Dataset entries:
------------------------------------------------

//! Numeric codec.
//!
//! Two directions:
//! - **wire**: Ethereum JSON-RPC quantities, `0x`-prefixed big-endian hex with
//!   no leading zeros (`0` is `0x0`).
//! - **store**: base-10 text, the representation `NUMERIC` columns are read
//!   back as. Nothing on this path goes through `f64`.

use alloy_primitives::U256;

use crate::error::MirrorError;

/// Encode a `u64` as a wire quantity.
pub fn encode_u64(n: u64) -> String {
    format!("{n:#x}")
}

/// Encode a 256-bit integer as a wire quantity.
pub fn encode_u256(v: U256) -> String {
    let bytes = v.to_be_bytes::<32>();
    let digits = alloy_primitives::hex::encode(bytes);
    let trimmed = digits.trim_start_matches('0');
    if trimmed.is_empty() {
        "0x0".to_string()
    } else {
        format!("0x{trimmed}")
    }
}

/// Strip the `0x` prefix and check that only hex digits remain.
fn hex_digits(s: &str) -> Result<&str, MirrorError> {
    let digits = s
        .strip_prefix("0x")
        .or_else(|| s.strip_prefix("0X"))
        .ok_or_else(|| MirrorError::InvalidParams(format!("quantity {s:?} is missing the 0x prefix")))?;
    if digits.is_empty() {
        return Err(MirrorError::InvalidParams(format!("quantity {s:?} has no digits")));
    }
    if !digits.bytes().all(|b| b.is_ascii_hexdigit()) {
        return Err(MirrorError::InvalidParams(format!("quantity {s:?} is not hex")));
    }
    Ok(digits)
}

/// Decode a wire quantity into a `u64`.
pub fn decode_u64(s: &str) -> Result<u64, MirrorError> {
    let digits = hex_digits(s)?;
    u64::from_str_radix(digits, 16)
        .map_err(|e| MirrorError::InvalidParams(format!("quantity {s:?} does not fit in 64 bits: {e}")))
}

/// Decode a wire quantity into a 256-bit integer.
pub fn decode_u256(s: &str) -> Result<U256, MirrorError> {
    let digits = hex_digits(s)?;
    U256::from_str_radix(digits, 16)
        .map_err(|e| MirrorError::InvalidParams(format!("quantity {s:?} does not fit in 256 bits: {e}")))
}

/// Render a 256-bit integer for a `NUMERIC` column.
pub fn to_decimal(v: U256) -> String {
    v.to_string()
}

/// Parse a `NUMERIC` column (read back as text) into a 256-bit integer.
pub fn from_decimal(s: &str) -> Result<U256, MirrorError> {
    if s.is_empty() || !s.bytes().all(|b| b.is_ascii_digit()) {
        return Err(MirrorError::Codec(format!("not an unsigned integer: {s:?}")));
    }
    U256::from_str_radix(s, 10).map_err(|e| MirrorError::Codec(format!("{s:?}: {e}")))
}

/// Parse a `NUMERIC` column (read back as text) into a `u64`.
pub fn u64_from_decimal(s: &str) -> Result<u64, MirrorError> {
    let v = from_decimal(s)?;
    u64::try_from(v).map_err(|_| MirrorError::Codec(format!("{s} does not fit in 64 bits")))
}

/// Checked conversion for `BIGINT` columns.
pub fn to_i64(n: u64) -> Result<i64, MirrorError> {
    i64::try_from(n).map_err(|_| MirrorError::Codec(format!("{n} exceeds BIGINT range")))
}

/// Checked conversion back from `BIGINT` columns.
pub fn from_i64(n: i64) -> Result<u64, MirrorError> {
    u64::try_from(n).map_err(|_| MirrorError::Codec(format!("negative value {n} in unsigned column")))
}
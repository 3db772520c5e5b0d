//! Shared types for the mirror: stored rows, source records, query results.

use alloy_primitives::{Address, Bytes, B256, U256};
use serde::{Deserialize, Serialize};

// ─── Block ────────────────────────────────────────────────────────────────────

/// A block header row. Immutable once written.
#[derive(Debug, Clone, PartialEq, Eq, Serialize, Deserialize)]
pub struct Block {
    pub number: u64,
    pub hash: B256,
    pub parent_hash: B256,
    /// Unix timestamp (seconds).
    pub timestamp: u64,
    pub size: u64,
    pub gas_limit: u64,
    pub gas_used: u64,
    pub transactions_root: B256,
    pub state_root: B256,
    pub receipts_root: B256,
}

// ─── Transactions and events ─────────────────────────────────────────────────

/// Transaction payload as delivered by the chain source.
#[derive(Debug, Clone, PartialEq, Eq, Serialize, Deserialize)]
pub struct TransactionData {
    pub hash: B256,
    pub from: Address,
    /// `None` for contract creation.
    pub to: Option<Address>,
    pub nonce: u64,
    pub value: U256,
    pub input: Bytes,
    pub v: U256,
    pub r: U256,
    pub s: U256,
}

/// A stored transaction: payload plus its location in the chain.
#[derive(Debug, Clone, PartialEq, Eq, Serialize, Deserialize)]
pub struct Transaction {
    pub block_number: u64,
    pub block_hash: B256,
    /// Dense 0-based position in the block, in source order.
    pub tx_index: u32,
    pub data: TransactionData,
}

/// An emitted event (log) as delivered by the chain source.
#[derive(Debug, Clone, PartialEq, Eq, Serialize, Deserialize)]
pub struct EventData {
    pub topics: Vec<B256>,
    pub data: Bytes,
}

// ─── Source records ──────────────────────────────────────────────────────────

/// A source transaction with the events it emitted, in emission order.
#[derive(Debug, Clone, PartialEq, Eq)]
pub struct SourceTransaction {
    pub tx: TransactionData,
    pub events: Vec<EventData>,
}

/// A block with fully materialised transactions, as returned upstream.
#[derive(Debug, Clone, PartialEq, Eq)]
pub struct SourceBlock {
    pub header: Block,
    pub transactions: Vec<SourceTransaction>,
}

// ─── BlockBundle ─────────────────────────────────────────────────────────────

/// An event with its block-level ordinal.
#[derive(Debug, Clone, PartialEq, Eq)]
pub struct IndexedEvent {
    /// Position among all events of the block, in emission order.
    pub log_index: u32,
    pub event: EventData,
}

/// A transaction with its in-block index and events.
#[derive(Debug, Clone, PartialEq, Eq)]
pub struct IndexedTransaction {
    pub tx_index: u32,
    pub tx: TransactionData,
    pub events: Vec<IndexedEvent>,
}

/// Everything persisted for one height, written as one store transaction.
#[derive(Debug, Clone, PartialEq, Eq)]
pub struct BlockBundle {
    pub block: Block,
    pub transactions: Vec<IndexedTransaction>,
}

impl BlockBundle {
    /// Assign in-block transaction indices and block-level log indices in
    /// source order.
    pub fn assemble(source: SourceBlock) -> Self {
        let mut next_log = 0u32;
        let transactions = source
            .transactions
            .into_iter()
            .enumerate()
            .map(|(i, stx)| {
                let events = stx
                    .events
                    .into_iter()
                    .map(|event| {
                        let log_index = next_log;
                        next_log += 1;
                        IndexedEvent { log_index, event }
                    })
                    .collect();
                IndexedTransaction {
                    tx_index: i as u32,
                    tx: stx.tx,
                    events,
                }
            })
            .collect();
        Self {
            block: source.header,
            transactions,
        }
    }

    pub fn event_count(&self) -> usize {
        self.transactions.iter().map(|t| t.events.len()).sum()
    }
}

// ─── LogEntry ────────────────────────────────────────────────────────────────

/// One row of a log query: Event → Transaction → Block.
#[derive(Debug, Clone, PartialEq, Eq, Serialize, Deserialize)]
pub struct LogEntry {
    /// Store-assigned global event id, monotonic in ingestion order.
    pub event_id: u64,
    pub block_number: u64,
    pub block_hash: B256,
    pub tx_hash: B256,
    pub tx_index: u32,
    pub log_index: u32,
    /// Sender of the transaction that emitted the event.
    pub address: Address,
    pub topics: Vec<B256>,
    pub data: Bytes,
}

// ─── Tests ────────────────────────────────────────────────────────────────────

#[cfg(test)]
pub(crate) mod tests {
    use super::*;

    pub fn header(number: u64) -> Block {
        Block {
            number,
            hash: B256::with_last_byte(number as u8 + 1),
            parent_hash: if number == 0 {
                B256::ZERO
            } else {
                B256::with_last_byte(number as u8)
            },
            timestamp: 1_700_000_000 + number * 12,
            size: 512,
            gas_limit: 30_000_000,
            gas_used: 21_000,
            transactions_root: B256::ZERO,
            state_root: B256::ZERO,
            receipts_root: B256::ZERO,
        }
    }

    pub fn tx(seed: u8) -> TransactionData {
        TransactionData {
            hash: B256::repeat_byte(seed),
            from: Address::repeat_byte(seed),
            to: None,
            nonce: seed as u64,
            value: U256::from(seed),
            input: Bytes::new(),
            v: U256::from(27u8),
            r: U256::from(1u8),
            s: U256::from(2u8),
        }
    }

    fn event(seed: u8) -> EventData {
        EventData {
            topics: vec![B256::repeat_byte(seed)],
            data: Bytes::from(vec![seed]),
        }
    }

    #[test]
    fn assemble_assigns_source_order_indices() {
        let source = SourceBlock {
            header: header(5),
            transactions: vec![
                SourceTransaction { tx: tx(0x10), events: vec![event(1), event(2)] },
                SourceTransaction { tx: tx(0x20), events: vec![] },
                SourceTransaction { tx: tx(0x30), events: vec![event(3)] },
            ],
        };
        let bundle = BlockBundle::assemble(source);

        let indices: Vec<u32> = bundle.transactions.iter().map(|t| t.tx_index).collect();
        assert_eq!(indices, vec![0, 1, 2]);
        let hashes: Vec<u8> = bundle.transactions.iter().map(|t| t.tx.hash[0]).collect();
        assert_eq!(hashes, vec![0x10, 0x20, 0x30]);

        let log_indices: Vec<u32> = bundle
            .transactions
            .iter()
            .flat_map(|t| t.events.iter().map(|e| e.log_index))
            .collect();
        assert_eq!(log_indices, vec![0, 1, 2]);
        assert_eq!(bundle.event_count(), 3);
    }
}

------------------------------------------------

**EXERCISE PROMPT:** Look through the records above for the string "IndexedTransaction", then copy every line that has it.

**SOLUTION:**
pub struct IndexedTransaction {
    pub transactions: Vec<IndexedTransaction>,
                IndexedTransaction {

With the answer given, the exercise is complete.